(Records excerpted from a collection)
══════════
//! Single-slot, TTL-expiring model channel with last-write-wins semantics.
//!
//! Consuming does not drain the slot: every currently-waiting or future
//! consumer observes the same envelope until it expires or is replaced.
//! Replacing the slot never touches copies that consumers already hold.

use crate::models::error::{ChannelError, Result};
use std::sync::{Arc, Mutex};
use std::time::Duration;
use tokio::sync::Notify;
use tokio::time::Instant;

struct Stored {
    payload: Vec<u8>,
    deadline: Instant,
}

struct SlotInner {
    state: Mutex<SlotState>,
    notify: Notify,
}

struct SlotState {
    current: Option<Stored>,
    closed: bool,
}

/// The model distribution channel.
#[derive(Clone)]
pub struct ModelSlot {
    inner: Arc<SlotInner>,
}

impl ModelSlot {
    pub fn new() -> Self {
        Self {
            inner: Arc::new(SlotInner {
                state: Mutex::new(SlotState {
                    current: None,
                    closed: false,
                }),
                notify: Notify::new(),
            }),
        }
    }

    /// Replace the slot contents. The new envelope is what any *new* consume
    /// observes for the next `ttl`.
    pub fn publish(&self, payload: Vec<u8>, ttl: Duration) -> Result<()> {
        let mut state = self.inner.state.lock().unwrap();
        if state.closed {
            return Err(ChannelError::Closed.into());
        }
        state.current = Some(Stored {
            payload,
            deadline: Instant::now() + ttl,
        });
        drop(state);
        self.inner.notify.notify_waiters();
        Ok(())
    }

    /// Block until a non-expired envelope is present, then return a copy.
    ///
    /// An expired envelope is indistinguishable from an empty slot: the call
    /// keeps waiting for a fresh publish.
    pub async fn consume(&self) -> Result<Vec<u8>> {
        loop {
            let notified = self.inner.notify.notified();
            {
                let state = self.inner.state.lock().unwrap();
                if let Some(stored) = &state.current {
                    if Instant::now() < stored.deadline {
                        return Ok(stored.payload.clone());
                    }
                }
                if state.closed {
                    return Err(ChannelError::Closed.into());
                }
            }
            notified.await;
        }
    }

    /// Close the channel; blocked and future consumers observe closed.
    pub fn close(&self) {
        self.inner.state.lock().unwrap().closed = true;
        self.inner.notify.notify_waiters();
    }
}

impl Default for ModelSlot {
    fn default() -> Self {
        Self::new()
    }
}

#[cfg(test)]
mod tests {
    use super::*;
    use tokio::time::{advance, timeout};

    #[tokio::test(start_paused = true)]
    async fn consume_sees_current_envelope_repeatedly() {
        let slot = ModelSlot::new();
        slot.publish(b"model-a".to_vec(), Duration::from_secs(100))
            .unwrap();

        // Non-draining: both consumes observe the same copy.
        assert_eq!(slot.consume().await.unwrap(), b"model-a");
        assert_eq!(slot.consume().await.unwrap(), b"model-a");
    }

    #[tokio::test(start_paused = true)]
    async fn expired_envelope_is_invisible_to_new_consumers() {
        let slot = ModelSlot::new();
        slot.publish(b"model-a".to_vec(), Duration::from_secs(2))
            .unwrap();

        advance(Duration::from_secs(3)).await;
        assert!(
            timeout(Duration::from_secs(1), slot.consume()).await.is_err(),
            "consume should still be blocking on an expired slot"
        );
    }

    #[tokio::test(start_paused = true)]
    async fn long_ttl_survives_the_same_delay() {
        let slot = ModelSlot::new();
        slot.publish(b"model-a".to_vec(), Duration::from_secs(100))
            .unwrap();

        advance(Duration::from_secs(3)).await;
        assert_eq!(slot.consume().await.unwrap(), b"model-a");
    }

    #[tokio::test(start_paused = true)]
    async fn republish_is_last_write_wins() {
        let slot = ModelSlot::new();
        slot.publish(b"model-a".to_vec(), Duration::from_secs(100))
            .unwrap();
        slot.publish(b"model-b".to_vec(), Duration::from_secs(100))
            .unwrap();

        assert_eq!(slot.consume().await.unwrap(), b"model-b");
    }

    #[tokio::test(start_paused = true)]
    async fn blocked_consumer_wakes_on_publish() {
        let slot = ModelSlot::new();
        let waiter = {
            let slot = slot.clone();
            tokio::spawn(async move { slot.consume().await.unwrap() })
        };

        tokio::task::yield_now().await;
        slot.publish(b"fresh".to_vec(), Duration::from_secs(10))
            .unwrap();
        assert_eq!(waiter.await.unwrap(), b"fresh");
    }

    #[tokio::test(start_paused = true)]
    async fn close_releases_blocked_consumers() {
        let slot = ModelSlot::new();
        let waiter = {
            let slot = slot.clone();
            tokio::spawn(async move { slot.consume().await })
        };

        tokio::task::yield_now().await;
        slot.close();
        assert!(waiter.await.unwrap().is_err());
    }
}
══════════
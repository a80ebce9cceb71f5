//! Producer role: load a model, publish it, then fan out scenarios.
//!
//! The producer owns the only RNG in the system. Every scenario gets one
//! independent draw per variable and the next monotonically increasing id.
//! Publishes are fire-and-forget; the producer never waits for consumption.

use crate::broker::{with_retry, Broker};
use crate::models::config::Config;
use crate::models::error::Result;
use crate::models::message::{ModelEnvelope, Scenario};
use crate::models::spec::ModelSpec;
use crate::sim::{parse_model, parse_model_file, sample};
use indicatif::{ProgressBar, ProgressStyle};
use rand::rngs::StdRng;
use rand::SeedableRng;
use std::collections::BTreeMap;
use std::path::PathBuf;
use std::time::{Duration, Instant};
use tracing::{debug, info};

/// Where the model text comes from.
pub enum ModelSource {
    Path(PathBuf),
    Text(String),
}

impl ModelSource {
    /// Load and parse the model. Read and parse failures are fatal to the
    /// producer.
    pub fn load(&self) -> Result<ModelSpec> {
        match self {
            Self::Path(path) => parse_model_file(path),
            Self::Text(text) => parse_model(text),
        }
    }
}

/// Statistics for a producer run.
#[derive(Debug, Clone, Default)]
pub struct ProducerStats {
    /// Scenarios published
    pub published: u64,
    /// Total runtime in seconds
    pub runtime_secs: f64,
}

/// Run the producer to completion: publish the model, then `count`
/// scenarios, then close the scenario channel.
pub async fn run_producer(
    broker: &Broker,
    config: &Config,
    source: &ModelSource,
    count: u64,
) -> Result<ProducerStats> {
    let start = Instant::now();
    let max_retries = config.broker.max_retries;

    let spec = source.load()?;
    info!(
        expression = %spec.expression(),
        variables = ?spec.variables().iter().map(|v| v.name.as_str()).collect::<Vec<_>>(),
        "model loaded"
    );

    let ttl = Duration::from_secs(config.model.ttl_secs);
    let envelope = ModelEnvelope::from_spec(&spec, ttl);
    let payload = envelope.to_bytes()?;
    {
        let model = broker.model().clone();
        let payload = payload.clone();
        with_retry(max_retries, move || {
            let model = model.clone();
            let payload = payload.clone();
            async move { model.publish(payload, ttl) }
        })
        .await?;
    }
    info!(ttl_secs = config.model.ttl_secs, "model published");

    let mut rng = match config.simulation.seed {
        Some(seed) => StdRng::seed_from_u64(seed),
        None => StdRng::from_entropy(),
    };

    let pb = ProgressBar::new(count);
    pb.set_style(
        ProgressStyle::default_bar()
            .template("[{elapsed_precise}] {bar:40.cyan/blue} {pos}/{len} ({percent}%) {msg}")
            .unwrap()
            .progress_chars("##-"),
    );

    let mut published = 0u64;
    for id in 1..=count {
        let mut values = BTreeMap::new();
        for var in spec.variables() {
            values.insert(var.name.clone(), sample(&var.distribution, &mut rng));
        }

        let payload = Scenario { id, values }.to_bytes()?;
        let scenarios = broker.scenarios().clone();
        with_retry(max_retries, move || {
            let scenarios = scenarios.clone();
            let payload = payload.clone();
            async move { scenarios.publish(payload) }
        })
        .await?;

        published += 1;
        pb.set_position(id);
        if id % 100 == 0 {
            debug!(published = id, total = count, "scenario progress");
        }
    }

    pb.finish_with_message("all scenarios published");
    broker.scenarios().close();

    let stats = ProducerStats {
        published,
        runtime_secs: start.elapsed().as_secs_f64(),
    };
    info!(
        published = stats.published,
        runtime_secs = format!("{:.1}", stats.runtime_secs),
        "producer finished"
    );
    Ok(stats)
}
══════════
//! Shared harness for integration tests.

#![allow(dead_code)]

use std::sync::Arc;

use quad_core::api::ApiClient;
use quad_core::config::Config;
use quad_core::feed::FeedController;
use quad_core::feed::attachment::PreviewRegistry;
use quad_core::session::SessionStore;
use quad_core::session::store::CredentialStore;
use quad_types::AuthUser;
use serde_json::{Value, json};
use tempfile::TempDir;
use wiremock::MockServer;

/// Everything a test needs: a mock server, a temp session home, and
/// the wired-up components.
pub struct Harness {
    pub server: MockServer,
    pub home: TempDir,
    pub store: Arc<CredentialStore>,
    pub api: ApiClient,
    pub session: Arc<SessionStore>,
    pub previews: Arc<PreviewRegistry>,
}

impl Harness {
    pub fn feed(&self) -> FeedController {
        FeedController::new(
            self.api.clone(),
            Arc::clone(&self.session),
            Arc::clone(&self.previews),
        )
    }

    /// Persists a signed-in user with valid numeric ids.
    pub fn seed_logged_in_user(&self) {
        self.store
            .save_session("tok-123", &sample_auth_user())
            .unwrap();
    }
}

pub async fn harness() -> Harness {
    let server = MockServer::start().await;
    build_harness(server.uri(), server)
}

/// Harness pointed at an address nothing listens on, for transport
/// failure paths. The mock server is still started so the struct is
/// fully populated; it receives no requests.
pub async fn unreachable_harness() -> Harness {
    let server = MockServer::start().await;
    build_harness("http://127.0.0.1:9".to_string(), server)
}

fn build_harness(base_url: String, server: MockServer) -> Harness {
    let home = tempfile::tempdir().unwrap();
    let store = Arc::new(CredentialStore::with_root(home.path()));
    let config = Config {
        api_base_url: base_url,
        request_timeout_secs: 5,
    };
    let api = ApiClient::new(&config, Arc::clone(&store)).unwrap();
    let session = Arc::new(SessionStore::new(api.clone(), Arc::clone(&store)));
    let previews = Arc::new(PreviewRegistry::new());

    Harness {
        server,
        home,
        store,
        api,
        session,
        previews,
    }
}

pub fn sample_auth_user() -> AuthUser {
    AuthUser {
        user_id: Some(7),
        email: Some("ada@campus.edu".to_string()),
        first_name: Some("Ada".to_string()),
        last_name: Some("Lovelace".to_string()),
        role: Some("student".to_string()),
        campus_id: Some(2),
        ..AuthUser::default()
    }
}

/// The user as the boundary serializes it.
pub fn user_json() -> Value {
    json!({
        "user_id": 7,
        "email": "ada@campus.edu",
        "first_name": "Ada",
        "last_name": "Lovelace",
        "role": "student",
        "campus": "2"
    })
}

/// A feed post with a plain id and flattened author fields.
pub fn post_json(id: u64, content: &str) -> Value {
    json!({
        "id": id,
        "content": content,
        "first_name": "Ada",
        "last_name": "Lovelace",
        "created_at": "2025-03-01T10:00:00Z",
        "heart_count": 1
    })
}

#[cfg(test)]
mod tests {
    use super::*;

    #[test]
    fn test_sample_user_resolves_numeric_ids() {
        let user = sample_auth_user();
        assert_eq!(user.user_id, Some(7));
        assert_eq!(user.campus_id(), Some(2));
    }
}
══════════
* The task
Find how many lines in the entries above use the word "ProgressStyle". Write the number alone.

* Response box
2